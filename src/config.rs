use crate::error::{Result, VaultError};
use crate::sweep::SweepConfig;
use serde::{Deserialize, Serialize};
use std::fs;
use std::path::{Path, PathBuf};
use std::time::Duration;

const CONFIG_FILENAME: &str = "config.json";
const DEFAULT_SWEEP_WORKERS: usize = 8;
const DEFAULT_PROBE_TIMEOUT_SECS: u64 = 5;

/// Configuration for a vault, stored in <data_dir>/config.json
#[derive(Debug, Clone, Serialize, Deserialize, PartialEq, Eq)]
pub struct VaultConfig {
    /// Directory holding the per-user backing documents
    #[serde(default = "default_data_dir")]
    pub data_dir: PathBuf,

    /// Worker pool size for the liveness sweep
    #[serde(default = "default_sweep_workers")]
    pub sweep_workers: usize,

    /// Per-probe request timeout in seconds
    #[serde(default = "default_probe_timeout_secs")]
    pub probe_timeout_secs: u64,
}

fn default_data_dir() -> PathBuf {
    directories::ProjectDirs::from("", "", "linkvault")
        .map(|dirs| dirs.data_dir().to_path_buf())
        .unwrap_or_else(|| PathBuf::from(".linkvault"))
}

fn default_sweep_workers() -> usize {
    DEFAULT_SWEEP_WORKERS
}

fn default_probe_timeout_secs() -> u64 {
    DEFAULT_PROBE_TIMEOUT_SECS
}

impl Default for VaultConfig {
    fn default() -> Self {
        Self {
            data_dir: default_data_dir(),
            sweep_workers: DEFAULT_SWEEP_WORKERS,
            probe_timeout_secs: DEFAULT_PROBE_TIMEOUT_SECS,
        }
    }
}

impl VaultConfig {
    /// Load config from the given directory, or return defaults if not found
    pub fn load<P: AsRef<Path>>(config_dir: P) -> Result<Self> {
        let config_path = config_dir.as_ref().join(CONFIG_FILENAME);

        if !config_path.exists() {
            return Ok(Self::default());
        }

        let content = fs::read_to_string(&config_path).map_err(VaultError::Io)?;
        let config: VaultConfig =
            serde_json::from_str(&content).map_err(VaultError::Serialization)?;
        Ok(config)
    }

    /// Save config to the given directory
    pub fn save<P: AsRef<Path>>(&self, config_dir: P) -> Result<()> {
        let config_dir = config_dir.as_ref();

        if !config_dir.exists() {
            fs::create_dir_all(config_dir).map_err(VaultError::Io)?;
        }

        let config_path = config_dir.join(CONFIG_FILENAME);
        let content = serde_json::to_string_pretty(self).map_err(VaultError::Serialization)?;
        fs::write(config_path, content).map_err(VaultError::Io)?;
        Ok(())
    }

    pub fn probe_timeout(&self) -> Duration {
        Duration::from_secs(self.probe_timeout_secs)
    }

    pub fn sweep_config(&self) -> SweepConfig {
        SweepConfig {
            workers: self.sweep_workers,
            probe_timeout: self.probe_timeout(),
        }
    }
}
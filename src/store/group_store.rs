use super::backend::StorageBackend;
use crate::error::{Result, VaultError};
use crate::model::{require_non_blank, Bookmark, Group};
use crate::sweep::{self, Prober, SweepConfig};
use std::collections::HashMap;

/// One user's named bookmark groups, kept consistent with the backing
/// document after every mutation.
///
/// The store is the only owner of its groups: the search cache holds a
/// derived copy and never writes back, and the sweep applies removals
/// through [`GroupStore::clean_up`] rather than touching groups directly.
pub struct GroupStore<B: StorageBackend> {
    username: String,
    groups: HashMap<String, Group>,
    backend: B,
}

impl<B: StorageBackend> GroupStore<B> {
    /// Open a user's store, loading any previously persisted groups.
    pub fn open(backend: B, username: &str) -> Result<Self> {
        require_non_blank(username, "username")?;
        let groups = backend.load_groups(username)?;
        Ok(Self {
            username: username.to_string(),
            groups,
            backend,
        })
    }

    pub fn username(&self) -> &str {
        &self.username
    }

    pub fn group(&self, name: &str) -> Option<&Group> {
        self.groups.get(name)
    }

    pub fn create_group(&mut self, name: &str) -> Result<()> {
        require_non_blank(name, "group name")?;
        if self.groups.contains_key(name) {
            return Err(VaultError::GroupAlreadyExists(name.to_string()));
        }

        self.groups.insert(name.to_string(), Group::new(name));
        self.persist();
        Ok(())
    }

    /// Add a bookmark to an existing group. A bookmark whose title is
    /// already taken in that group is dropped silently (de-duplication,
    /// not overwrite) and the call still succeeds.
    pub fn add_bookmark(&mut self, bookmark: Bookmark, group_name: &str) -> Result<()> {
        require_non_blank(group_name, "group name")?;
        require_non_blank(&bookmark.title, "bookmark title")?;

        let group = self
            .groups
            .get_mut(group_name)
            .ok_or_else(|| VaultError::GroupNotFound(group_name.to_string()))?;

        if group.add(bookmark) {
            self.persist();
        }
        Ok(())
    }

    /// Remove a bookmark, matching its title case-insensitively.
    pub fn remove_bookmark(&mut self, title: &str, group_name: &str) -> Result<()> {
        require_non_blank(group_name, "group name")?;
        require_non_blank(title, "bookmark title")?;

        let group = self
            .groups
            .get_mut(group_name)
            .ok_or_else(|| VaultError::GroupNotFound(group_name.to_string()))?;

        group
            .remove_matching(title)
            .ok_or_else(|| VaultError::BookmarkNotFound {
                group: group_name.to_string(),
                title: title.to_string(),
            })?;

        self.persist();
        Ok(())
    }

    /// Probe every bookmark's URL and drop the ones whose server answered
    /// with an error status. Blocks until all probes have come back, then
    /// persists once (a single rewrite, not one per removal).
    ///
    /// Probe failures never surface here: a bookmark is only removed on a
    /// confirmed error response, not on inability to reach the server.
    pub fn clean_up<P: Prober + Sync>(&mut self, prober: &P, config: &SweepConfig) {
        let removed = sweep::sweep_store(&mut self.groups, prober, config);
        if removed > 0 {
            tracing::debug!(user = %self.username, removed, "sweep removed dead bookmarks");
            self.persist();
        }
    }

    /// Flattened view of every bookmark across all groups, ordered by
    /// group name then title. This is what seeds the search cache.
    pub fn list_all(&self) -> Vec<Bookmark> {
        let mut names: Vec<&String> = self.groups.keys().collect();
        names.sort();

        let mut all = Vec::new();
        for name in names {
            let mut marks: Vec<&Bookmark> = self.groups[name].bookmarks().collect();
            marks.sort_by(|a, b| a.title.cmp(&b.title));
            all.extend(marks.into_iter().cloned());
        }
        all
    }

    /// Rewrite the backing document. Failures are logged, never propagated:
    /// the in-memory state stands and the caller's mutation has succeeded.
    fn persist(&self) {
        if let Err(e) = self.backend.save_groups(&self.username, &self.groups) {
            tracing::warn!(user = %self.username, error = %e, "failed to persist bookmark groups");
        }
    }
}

• • •

If the string "search" appears in a line of the entries, report the line.

FINAL ANSWER:
/// The store is the only owner of its groups: the search cache holds a
    /// group name then title. This is what seeds the search cache.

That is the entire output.